§ **TASK TO COMPLETE**
Below are some records. Count the lines with "struct" in them and give nothing but the total.

§ **TASK INPUT**
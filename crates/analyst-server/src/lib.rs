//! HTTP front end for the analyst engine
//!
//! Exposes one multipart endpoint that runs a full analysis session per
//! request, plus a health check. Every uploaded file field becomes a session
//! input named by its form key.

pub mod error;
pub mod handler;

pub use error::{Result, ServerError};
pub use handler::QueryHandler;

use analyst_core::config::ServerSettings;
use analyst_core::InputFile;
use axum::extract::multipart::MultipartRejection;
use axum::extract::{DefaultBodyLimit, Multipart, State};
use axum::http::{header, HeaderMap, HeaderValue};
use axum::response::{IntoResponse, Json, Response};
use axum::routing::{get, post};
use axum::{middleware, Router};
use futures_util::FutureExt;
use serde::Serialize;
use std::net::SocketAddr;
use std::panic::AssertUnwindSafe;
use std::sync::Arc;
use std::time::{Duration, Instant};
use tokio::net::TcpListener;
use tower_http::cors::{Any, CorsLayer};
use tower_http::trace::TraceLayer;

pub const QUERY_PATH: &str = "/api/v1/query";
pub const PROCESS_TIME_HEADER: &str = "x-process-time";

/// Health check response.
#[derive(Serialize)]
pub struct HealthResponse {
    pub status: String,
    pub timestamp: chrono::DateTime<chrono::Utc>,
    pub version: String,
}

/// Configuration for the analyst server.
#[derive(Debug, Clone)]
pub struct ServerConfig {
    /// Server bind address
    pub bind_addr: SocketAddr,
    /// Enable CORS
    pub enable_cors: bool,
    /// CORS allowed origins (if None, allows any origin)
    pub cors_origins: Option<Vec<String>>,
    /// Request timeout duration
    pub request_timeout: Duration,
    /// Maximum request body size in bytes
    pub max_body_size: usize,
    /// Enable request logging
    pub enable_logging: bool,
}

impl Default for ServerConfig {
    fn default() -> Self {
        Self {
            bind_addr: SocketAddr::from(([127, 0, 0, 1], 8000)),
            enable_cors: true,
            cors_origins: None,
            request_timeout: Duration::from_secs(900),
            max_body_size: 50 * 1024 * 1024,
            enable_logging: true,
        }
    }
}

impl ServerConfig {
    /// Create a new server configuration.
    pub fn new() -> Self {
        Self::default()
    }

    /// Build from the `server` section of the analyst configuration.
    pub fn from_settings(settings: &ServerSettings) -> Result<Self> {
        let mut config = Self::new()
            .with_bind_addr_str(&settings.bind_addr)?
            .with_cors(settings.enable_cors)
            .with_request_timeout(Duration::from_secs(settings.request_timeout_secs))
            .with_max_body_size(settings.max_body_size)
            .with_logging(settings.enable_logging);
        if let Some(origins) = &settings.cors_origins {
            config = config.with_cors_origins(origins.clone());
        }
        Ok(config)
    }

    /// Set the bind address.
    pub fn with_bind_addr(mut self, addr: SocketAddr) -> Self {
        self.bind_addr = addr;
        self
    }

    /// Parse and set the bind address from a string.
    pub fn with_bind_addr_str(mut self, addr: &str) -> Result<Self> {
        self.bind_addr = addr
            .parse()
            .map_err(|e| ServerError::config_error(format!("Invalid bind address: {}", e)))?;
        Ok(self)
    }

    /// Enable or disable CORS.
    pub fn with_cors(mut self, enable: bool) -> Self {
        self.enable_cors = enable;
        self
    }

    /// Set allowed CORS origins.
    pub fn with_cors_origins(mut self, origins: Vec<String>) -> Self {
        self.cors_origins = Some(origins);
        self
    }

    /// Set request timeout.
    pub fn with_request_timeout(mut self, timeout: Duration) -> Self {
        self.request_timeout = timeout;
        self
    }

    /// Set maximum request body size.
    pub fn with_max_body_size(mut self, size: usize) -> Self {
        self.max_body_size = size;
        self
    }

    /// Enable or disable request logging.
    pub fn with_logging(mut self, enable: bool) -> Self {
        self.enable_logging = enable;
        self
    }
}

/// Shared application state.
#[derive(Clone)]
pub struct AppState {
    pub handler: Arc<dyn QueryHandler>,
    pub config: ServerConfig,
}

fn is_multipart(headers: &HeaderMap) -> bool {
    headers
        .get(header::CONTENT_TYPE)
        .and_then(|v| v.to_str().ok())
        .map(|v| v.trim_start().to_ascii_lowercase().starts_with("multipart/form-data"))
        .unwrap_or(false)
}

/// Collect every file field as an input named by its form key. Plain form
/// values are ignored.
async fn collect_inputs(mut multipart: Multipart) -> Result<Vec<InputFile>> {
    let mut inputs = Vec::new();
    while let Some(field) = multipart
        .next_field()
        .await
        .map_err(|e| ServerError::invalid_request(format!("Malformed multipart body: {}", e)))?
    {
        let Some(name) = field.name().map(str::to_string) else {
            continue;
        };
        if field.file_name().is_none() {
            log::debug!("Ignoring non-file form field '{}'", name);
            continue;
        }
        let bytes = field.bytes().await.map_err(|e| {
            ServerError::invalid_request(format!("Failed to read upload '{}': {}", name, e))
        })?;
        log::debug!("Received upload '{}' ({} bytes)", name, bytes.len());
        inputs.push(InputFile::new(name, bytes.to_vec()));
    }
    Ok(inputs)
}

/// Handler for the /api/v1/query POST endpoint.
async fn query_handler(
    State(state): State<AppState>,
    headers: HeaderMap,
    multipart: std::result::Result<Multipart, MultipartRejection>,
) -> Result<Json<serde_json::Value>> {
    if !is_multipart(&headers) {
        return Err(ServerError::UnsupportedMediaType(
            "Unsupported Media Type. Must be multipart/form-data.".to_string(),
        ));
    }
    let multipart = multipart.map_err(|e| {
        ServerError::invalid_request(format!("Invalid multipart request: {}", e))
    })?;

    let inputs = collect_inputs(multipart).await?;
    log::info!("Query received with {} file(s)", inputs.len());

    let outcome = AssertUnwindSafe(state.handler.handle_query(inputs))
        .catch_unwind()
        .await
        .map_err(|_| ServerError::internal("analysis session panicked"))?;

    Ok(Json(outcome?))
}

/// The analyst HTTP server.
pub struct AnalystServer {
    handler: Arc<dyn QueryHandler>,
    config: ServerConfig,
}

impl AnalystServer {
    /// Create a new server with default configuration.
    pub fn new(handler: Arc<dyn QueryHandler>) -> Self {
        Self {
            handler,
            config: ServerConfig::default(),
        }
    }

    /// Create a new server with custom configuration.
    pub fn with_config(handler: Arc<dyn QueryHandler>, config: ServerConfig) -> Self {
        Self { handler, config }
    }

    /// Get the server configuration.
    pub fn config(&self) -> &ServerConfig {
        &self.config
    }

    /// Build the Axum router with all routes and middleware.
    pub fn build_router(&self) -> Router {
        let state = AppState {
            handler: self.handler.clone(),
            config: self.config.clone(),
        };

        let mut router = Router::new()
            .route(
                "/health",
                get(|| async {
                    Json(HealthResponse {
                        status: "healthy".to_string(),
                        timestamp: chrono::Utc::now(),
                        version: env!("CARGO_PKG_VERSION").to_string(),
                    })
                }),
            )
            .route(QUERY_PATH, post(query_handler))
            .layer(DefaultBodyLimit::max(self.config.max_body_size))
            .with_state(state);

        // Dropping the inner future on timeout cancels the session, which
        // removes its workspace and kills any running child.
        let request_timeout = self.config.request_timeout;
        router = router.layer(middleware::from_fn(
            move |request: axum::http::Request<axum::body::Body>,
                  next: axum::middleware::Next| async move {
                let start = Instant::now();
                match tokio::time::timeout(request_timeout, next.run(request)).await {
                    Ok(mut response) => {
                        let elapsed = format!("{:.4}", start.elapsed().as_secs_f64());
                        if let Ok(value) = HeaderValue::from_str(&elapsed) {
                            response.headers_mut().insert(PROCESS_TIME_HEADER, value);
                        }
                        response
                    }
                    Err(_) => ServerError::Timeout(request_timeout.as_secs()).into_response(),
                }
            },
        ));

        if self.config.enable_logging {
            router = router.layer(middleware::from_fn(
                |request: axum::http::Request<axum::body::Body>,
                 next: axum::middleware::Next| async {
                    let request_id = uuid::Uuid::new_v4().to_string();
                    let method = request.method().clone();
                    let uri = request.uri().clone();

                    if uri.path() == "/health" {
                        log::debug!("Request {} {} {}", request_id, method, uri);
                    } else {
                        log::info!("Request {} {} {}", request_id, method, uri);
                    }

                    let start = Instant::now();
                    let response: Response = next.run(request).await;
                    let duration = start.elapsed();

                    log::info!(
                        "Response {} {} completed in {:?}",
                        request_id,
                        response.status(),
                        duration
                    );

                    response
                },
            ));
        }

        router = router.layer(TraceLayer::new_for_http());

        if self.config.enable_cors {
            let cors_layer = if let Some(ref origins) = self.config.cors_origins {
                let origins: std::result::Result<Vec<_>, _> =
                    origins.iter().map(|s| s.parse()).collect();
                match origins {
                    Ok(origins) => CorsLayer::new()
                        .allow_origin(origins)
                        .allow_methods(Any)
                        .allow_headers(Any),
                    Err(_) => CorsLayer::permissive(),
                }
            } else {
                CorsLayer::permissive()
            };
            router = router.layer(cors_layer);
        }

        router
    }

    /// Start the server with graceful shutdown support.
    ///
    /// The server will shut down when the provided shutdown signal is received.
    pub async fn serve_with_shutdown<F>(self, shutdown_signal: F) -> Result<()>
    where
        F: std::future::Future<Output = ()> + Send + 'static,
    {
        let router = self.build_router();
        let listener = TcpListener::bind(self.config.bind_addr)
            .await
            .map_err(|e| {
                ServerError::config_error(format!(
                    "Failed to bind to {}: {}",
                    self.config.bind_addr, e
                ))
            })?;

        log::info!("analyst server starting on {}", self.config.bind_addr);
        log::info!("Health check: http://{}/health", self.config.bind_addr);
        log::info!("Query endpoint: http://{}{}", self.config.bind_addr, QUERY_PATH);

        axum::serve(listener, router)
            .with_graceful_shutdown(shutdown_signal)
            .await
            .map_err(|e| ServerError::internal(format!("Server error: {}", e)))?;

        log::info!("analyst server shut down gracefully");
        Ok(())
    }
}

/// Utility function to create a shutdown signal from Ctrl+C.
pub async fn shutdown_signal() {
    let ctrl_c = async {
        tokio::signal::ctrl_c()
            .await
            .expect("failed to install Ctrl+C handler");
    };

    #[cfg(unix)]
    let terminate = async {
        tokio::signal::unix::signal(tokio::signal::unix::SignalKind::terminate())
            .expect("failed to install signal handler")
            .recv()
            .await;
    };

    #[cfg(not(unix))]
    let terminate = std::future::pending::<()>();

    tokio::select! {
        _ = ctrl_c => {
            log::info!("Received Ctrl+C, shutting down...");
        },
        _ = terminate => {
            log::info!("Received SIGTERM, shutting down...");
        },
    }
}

--

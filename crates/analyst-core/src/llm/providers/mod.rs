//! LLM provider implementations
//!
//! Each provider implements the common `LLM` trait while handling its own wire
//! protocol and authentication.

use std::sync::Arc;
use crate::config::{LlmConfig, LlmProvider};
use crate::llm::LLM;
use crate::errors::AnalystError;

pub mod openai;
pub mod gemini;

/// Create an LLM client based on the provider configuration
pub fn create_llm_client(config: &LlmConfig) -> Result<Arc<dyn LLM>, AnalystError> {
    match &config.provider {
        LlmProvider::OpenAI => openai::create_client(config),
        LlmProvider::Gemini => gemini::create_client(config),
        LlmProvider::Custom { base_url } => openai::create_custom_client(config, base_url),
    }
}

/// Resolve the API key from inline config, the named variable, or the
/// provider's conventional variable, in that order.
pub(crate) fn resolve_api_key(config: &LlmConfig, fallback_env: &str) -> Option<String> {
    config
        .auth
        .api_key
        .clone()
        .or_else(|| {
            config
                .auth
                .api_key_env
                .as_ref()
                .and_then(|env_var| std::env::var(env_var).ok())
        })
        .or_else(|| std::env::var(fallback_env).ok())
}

...

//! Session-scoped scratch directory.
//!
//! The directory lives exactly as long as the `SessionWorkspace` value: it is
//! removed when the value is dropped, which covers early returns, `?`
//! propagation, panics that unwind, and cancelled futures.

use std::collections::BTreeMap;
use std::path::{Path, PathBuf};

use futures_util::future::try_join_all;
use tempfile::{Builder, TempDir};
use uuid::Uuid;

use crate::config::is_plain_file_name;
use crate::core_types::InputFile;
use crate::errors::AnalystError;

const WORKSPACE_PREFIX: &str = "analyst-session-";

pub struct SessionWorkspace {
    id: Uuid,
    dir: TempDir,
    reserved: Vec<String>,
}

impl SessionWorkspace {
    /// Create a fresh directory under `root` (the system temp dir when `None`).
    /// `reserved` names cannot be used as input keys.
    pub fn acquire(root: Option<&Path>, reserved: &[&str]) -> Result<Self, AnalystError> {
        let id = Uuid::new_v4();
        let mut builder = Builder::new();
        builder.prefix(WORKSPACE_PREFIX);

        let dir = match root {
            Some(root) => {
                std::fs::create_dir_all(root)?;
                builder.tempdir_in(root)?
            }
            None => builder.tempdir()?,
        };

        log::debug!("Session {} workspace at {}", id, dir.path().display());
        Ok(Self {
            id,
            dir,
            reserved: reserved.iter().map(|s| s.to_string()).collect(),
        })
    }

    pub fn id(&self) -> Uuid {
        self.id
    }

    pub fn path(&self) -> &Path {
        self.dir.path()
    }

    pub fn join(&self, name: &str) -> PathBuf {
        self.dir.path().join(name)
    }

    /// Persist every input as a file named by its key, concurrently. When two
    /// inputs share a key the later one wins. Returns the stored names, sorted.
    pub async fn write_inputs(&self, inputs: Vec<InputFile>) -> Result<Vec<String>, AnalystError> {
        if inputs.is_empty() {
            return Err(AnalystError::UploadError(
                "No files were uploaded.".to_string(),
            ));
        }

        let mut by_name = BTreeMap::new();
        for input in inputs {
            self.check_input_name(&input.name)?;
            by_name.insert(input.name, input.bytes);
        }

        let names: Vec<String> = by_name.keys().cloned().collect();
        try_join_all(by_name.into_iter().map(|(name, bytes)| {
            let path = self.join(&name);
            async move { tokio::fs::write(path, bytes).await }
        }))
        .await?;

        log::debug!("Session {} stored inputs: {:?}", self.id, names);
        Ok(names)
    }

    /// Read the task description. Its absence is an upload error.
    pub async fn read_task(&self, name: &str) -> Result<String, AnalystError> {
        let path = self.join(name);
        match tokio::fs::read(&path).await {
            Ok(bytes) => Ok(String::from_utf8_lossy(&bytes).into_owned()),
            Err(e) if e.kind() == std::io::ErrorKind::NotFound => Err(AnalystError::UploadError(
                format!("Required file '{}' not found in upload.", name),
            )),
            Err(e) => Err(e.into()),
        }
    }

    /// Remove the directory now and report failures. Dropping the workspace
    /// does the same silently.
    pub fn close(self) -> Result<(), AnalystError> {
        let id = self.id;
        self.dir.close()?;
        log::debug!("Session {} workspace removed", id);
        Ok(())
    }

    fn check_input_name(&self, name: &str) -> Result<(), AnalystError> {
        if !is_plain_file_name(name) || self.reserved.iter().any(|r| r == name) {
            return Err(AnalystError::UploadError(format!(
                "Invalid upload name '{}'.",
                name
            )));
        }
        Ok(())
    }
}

§ **OUTPUT FOR THIS TASK**
5